◆ **Assignment**
Repeat the lines from the line with "repository 1c22bb728e95ca80" to the line with "use crate::story::Story;" in the listing below, keeping both end lines and adding nothing.

◆ **Supplied data**
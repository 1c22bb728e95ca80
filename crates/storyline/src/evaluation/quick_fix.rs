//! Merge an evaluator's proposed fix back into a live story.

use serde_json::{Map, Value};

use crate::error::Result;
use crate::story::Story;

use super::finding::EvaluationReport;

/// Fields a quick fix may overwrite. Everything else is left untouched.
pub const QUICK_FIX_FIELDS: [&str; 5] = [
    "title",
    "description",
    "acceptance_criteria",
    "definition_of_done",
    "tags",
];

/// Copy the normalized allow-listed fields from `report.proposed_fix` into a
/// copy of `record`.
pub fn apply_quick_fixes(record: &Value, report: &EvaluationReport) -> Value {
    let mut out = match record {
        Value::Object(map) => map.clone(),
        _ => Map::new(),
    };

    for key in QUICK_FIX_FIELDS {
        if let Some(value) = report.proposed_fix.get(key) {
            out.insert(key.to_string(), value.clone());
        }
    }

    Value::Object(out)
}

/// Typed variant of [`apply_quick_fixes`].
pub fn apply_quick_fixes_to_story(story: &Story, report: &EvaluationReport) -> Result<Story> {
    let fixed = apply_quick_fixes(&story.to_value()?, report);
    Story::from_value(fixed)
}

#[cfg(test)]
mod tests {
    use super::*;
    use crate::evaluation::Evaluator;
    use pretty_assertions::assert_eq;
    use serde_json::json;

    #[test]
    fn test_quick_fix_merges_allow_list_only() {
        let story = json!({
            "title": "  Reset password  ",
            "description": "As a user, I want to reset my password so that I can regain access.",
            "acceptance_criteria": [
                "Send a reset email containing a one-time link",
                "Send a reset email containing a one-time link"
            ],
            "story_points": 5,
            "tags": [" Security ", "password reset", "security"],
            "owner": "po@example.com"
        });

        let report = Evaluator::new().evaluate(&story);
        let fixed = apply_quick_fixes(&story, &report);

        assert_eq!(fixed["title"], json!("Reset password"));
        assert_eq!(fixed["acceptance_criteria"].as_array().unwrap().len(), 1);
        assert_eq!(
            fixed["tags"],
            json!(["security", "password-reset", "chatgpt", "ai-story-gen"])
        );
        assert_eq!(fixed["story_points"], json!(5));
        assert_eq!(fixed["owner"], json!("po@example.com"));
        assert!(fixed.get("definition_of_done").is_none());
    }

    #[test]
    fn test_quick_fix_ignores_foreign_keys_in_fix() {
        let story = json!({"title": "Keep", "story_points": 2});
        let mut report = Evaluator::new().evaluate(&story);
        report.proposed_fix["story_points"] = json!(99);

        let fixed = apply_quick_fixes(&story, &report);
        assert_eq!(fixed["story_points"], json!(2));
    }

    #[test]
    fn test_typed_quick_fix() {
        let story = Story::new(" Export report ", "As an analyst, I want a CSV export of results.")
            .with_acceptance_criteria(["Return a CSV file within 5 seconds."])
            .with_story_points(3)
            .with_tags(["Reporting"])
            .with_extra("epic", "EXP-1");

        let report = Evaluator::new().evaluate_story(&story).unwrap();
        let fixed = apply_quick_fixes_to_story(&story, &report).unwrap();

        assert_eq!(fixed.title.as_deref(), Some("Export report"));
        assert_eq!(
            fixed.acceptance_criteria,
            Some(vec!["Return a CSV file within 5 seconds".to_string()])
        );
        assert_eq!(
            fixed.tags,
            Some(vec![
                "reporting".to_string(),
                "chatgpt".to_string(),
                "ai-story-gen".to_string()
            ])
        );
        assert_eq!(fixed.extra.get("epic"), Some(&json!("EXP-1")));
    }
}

* * *

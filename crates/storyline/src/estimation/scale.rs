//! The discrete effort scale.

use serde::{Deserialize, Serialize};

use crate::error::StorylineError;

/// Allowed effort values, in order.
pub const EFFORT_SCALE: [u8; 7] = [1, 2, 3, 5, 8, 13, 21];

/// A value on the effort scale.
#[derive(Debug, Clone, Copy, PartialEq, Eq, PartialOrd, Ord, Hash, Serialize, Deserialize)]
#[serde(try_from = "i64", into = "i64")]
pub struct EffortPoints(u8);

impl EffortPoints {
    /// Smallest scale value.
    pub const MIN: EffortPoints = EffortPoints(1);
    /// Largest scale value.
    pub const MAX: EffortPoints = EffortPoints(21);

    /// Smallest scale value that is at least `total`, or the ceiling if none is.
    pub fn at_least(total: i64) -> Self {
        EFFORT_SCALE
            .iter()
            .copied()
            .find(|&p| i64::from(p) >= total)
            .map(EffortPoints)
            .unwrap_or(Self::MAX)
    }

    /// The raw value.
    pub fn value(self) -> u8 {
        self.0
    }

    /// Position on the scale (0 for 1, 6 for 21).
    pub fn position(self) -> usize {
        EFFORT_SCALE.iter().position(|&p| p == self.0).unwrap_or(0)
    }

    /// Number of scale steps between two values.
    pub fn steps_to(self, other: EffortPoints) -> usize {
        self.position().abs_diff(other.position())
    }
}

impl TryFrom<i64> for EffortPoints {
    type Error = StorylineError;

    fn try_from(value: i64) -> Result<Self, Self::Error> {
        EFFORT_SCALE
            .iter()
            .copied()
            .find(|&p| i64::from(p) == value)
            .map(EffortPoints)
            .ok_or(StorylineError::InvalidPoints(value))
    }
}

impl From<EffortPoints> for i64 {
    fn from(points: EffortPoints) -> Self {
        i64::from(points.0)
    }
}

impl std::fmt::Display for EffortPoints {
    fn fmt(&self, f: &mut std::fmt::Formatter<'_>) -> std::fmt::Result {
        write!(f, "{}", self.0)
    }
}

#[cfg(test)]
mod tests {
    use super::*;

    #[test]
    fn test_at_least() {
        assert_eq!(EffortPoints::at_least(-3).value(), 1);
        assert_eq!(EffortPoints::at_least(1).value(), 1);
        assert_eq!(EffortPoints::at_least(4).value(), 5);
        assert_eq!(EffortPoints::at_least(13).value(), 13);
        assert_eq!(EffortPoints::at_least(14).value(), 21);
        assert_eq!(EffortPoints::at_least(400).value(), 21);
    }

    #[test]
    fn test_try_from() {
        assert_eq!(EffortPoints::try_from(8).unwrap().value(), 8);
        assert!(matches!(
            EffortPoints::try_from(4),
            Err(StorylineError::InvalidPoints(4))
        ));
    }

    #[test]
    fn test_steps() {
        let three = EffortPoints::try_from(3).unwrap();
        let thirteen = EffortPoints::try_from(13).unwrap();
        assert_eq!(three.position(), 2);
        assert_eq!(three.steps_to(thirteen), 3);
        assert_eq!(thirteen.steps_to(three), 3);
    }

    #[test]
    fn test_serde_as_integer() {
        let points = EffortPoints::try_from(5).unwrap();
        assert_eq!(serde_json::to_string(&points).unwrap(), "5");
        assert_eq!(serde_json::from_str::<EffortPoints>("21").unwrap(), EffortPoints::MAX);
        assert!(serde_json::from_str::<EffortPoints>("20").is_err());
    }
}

--

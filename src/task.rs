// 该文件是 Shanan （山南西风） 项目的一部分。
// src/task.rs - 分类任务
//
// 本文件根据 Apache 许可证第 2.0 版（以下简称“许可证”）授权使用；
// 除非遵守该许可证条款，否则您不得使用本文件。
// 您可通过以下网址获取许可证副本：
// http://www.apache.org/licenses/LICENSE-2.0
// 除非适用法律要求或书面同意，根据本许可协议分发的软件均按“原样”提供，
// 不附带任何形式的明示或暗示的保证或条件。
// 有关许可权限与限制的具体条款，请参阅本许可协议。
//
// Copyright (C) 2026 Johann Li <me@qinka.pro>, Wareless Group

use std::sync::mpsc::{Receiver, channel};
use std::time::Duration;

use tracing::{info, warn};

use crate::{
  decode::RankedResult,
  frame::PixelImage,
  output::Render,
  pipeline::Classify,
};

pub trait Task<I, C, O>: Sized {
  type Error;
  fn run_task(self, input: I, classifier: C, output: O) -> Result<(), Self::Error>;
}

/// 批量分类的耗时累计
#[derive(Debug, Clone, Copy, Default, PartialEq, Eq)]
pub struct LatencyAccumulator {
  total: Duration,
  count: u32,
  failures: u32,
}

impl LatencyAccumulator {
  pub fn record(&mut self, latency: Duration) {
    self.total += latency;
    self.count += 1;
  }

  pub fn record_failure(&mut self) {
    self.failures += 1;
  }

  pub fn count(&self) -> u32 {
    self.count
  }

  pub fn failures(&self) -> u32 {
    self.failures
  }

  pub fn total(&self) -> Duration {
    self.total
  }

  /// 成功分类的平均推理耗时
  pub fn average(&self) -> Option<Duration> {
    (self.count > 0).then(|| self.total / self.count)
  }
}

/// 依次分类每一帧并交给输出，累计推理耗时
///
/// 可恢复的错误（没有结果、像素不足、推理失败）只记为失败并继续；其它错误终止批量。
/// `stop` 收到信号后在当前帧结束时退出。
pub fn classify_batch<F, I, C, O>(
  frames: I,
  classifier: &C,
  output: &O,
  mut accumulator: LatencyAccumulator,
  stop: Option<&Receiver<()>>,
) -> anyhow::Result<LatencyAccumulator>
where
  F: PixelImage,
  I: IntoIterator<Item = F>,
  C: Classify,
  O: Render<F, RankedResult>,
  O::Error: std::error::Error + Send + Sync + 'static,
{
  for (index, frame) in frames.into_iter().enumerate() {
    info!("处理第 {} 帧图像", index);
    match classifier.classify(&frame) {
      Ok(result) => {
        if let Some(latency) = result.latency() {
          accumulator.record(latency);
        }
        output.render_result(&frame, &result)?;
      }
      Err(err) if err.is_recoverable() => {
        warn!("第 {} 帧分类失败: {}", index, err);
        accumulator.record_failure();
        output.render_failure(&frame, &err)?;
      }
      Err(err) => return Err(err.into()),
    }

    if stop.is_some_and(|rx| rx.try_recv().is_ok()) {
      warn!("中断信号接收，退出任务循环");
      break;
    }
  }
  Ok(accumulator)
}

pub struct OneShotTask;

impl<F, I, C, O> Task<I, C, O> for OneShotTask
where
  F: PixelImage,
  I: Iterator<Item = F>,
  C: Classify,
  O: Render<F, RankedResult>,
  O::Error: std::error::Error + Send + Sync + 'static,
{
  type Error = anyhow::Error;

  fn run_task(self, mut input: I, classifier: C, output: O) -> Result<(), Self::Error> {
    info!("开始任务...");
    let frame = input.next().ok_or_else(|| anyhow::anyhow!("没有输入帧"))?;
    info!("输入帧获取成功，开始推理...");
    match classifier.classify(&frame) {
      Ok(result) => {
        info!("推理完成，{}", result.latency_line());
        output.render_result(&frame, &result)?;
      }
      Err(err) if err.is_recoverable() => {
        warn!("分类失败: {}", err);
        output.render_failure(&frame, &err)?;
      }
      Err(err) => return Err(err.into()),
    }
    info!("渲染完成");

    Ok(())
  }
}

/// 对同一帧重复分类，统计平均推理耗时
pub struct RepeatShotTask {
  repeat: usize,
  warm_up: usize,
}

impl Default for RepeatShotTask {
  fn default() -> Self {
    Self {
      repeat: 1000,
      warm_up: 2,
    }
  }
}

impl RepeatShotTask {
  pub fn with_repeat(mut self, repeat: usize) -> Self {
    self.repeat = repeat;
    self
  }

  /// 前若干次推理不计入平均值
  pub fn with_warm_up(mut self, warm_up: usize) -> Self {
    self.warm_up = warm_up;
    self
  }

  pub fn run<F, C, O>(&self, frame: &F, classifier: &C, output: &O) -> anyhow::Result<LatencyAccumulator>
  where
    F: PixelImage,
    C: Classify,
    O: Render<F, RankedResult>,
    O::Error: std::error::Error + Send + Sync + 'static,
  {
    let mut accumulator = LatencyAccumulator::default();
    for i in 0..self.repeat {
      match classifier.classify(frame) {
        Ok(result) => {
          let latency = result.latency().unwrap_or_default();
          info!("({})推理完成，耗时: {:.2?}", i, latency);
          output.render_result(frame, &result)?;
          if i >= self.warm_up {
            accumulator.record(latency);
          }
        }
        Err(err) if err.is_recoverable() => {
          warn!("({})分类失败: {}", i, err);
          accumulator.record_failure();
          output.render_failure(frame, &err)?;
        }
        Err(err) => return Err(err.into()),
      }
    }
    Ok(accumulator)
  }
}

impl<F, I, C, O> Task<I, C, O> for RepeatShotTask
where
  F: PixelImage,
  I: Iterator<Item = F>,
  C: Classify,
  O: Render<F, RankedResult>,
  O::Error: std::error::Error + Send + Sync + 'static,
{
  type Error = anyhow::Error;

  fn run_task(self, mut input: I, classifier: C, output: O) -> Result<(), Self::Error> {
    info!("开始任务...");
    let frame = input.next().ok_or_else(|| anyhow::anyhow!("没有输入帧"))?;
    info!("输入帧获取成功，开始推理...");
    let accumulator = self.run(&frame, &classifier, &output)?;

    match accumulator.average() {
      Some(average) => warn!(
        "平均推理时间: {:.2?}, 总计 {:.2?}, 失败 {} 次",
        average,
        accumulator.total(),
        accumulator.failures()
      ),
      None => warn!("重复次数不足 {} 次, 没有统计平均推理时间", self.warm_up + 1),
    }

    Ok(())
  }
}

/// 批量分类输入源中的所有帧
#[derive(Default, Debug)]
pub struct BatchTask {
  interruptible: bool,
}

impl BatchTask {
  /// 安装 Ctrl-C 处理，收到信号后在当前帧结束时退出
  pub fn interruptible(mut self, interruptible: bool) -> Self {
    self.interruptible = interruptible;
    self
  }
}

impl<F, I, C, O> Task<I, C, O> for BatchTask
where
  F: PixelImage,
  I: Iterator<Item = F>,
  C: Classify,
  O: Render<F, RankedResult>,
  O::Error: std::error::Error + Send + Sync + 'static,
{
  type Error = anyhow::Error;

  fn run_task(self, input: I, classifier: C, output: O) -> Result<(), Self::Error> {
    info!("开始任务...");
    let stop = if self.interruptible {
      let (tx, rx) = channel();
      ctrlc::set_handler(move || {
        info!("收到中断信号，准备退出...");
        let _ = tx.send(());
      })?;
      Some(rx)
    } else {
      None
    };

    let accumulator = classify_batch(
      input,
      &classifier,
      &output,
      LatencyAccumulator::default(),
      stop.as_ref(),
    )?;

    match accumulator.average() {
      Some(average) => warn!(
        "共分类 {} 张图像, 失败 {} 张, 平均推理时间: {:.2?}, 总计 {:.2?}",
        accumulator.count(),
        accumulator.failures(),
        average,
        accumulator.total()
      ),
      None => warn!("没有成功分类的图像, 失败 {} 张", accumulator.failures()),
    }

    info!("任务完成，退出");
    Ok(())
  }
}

◆ **Exercise response**
repository 1c22bb728e95ca80
filename crates/storyline/src/evaluation/quick_fix.rs
//! Merge an evaluator's proposed fix back into a live story.

use serde_json::{Map, Value};

use crate::error::Result;
use crate::story::Story;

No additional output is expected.